Does it work? Ken Carpenter, Director of Special Collections at the University of Nevada Reno – UNR has the second largest Stewart collection – thought the book was a failure, and Stewart knew it. Carpenter points out that, in his oral history, Stewart mentions Sheep Rock more than any other work. Carpenter believes this emphasis on Sheep Rock results from Stewart’s dissatisfaction with the work. (Stewart’s Oral History, A Little of Myself, is now online and can be downloaded.)
On the other hand, Josephine Miles, Stewart’s colleague in the Department of English at the University of California, Berkeley, and the first female University Professor at Cal, thought it was a tremendous success, a new kind of work of fiction that broke the boundaries of the traditional novel or short story.

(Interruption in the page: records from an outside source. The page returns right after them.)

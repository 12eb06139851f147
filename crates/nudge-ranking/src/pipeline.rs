//! End-to-end ranking run: search, recency pass, optional fallback pass,
//! deterministic ordering and warning aggregation.

use std::cmp::Ordering;
use std::sync::Arc;

use chrono::{DateTime, TimeDelta, Utc};
use nudge_core::{Clock, RankedTarget, RankingRunResult};
use nudge_feed::FeedFetcher;
use nudge_search::{SearchClient, SearchError};
use tokio_util::sync::CancellationToken;

use crate::error::RankingError;
use crate::orchestrator::FetchOrchestrator;
use crate::scoring::ScoringEngine;

const FALLBACK_DIAGNOSTIC: &str =
    "No ranked results after local recency filtering; retrying without recency filter.";

/// Parameters of one ranking run.
#[derive(Debug, Clone, PartialEq, Eq)]
pub struct RankingRequest {
    pub keywords: Vec<String>,
    pub published_after_days: u32,
}

/// Wires search, feed retrieval and scoring into a single run.
pub struct RankingPipeline {
    search: Arc<dyn SearchClient>,
    orchestrator: FetchOrchestrator,
    clock: Arc<dyn Clock>,
}

impl RankingPipeline {
    #[must_use]
    pub fn new(
        search: Arc<dyn SearchClient>,
        fetcher: Arc<dyn FeedFetcher>,
        clock: Arc<dyn Clock>,
    ) -> Self {
        let engine = ScoringEngine::new(Arc::clone(&clock));
        Self {
            search,
            orchestrator: FetchOrchestrator::new(fetcher, engine),
            clock,
        }
    }

    #[must_use]
    pub fn with_display_episode_count(mut self, count: usize) -> Self {
        self.orchestrator = self.orchestrator.with_display_episode_count(count);
        self
    }

    /// Run the pipeline once.
    ///
    /// Search transport failures yield an empty result rather than an error.
    /// When `verbose` is set, the result carries diagnostics about the raw
    /// candidate count and whether the fallback pass ran.
    ///
    /// # Errors
    ///
    /// Returns [`RankingError::Cancelled`] if `cancel` fires during search or
    /// feed retrieval.
    pub async fn run(
        &self,
        request: &RankingRequest,
        verbose: bool,
        cancel: &CancellationToken,
    ) -> Result<RankingRunResult, RankingError> {
        let mut warnings: Vec<String> = Vec::new();
        let mut diagnostics: Vec<String> = Vec::new();

        let candidates = match self
            .search
            .search(&request.keywords, request.published_after_days, cancel)
            .await
        {
            Ok(candidates) => candidates,
            Err(SearchError::Cancelled) => return Err(RankingError::Cancelled),
            Err(e) => {
                tracing::warn!(error = %e, "podcast search failed; continuing with no candidates");
                Vec::new()
            }
        };
        tracing::info!(candidates = candidates.len(), "search complete");
        if verbose {
            diagnostics.push(format!(
                "Raw API shows before local filtering: {}",
                candidates.len()
            ));
        }

        let cutoff = recency_cutoff(self.clock.now(), request.published_after_days);
        let mut batch = self
            .orchestrator
            .rank_batch(&candidates, &request.keywords, cutoff, true, cancel)
            .await?;
        warnings.append(&mut batch.warnings);
        let mut ranked = batch.targets;

        if ranked.is_empty() {
            tracing::info!("no ranked results after recency filtering; retrying without it");
            if verbose {
                diagnostics.push(FALLBACK_DIAGNOSTIC.to_string());
            }
            let mut fallback = self
                .orchestrator
                .rank_batch(&candidates, &request.keywords, cutoff, false, cancel)
                .await?;
            warnings.append(&mut fallback.warnings);
            ranked = fallback.targets;
        }

        ranked.sort_by(compare_targets);
        tracing::info!(ranked = ranked.len(), warnings = warnings.len(), "ranking complete");

        Ok(RankingRunResult {
            results: ranked,
            warnings: finalize_warnings(warnings),
            diagnostics,
        })
    }
}

/// `now` minus the window. A window reaching past the representable range
/// means no cutoff.
fn recency_cutoff(now: DateTime<Utc>, published_after_days: u32) -> DateTime<Utc> {
    TimeDelta::try_days(i64::from(published_after_days))
        .and_then(|window| now.checked_sub_signed(window))
        .unwrap_or(DateTime::<Utc>::MIN_UTC)
}

/// Score desc, niche fit desc, newest episode desc (undated last), name
/// case-insensitive asc, id ordinal asc.
fn compare_targets(a: &RankedTarget, b: &RankedTarget) -> Ordering {
    b.score
        .total_cmp(&a.score)
        .then_with(|| b.niche_fit.total_cmp(&a.niche_fit))
        .then_with(|| b.newest_episode_published_at.cmp(&a.newest_episode_published_at))
        .then_with(|| a.show_name.to_lowercase().cmp(&b.show_name.to_lowercase()))
        .then_with(|| a.show_id.cmp(&b.show_id))
}

/// Ordinal de-duplication, then a case-insensitive sort with ordinal order
/// breaking ties.
fn finalize_warnings(mut warnings: Vec<String>) -> Vec<String> {
    warnings.sort();
    warnings.dedup();
    warnings.sort_by(|a, b| a.to_lowercase().cmp(&b.to_lowercase()).then_with(|| a.cmp(b)));
    warnings
}

/// The first `top` results, in ranked order.
#[must_use]
pub fn select_top(results: &[RankedTarget], top: usize) -> Vec<RankedTarget> {
    results.iter().take(top).cloned().collect()
}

“Three times round and three times round,” and attempting to use precise intellectual study of the place and narrating the poet’s search for a belief system would qualify the novel for consideration as post-modernist. That’s why a scholar of Robinson Jeffer’s work calls the book “post-modernist.”
Successful or not, post-modernist or not, the novel is a great read for anyone who interested in place. That’s both because it is one of the most thorough-going attempts to understand a place in fiction, and because it’s a pleasure to watch how Stewart has structured the work.